Se invece il gas si disperde in atmosfera, contribuisce in proporzione molto più della CO2 al riscaldamento globale. Rendendo gli sforzi di Obama contro il global warming una lotta contro i mulini a vento. Il biochimico Bob Hogwarth, professore di Ecologia e biologia ambientale alla Cornell University, sostiene che sia impossibile ridurre a zero le fuoriuscite di metano. Un suo studio sostiene che circa il 4-8 per cento del gas ottenuto si perde in atmosfera. Che è parecchio. Abbastanza, si spinge a dire lo scienziato, per rendere il fracking più dannoso del carbone per il clima. Dopo aver subito numerosi attacchi da parte dell’industria, ed essere tacciato di attivismo e di pseudoscienza, Howarth ha pubblicato i dati, che sono risultati sostanzialmente inoppugnabili.
Il problema sarà presto anche economico: una ricerca del geologo canadese David Hughes ha evidenziato che la produttività dei pozzi da fracking cala, in media, dell’85% dopo tre anni. Ecco perché è necessario continuare a investire in trivellazioni. Altrimenti il prezzo del metano salirebbe alle stelle, così come salirà non appena cominceranno ad esaurirsi molti giacimenti. A questo punto esploderà la bolla speculativa che oggi sta sostenendo chi scommette sul fracking.

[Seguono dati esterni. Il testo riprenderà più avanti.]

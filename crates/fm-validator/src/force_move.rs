//! Generic ForceMove transition rules.
//!
//! Checked in order, short-circuiting on first failure:
//!
//! 1. channel unchanged (id and nonce),
//! 2. turn number increases by exactly 1,
//! 3. phase ordering `PreFundSetup* → PostFundSetup* → App* → Conclude*`
//!    with commitment-count discipline inside setup/conclude rounds,
//! 4. allocation/destination unchanged, except where the application rule
//!    set explicitly permits a change on App transitions.

use shared_types::{Commitment, CommitmentType, TypeError};

/// Why a commitment transition was rejected.
#[derive(Debug, thiserror::Error)]
pub enum ValidationError {
    #[error("channelId must match")]
    ChannelMismatch,

    #[error("turnNum must increase by 1: {from} -> {to}")]
    TurnNumNotIncremented { from: u64, to: u64 },

    #[error("{0}")]
    WrongCommitmentKindOrder(String),

    #[error("{phase:?}: allocations and destinations must be equal")]
    BalancesChanged { phase: CommitmentType },

    #[error("app rule violated: {0}")]
    AppRuleViolated(String),

    #[error(transparent)]
    Malformed(#[from] TypeError),
}

/// Result type for transition validation.
pub type ValidationResult<T> = Result<T, ValidationError>;

/// A pluggable per-application rule set.
///
/// Consulted for every transition into an `App` commitment; everything
/// else is covered by the generic rules.
pub trait ApplicationRules {
    fn validate(&self, from: &Commitment, to: &Commitment) -> ValidationResult<()>;
}

/// Validate the transition `from -> to` under the generic ForceMove rules,
/// delegating App-phase attribute changes to `app_rules`.
pub fn valid_transition(
    from: &Commitment,
    to: &Commitment,
    app_rules: &dyn ApplicationRules,
) -> ValidationResult<()> {
    from.check_shape()?;
    to.check_shape()?;

    if from.channel != to.channel {
        return Err(ValidationError::ChannelMismatch);
    }

    if to.turn_num != from.turn_num + 1 {
        return Err(ValidationError::TurnNumNotIncremented {
            from: from.turn_num,
            to: to.turn_num,
        });
    }

    let num_participants = from.channel.num_participants() as u32;
    match (from.commitment_type, to.commitment_type) {
        (CommitmentType::PreFundSetup, CommitmentType::PreFundSetup)
        | (CommitmentType::PostFundSetup, CommitmentType::PostFundSetup) => {
            check_count_increments(from, to)?;
            check_balances_unchanged(from, to)?;
            check_app_attributes_unchanged(from, to)
        }
        (CommitmentType::PreFundSetup, CommitmentType::PostFundSetup) => {
            check_round_complete(from, num_participants)?;
            check_count_reset(to)?;
            check_balances_unchanged(from, to)?;
            check_app_attributes_unchanged(from, to)
        }
        (CommitmentType::PostFundSetup, CommitmentType::App) => {
            check_round_complete(from, num_participants)?;
            app_rules.validate(from, to)
        }
        (CommitmentType::App, CommitmentType::App) => app_rules.validate(from, to),
        (CommitmentType::PostFundSetup, CommitmentType::Conclude) => {
            check_round_complete(from, num_participants)?;
            check_count_reset(to)?;
            check_balances_unchanged(from, to)
        }
        (CommitmentType::App, CommitmentType::Conclude) => {
            check_count_reset(to)?;
            check_balances_unchanged(from, to)
        }
        (CommitmentType::Conclude, CommitmentType::Conclude) => {
            check_count_increments(from, to)?;
            check_balances_unchanged(from, to)
        }
        (from_type, to_type) => Err(ValidationError::WrongCommitmentKindOrder(format!(
            "{from_type:?}: commitmentType may not be followed by {to_type:?}"
        ))),
    }
}

fn check_count_increments(from: &Commitment, to: &Commitment) -> ValidationResult<()> {
    if to.commitment_count != from.commitment_count + 1 {
        return Err(ValidationError::WrongCommitmentKindOrder(format!(
            "{:?}: commitmentCount must increase by 1",
            from.commitment_type
        )));
    }
    Ok(())
}

/// The last commitment of a setup round carries
/// `commitment_count == participants - 1`; only then may the phase advance.
fn check_round_complete(from: &Commitment, num_participants: u32) -> ValidationResult<()> {
    if from.commitment_count != num_participants - 1 {
        return Err(ValidationError::WrongCommitmentKindOrder(format!(
            "{:?}: phase may only advance from the last commitment of its round",
            from.commitment_type
        )));
    }
    Ok(())
}

fn check_count_reset(to: &Commitment) -> ValidationResult<()> {
    if to.commitment_count != 0 {
        return Err(ValidationError::WrongCommitmentKindOrder(format!(
            "{:?}: commitmentCount must be reset when the phase changes",
            to.commitment_type
        )));
    }
    Ok(())
}

fn check_balances_unchanged(from: &Commitment, to: &Commitment) -> ValidationResult<()> {
    if from.allocation != to.allocation || from.destination != to.destination {
        return Err(ValidationError::BalancesChanged {
            phase: from.commitment_type,
        });
    }
    Ok(())
}

fn check_app_attributes_unchanged(from: &Commitment, to: &Commitment) -> ValidationResult<()> {
    if from.app_attributes != to.app_attributes {
        return Err(ValidationError::WrongCommitmentKindOrder(format!(
            "{:?}: appAttributes must be equal",
            from.commitment_type
        )));
    }
    Ok(())
}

La posizione del governo adesso è cambiata: il gas da fracking sarà solo un ponte verso una energia pulita ottenuta da fonti rinnovabili, che al momento, purtroppo, non sono ancora abbastanza sviluppate. Guarda caso, la causa del rallentamento nello sviluppo di solare ed eolico va di pari passo con il crollo dei prezzi del gas, dovuto all’esplosione del fracking. Inoltre, una volta costruiti gasdotti e impianti per il trattamento del metano, sarà più difficile decidere di abbandonare la sua estrazione in favore del solare o dell’eolico. Senza contare che si è già formata una lobby del fracking, che ha rimpiazzato quella del carbone e che non sarà facile da dissuadere dai suoi propositi. Basti pensare che Michael Levi, esperto di energia del Council of Foreign Relations, ha stimato che se vogliamo abbandonare il gas naturale entro il 2020 dobbiamo azzerare gli investimenti adesso. Sulla stessa linea le conclusioni tratte da un team di 14 compagnie, agenzie governative e università riunitesi a Stanford nel 2013. La tesi dell’analista Joe Romm, che ha riportato gli esiti dello studio, è disarmante: «Da un punto di vista climatico la rivoluzione dello shale gas è stata pressoché irrilevante, nonché uno spostamento massivo di risorse economiche che si sarebbero potute destinare allo sviluppo di fonti carbon-free».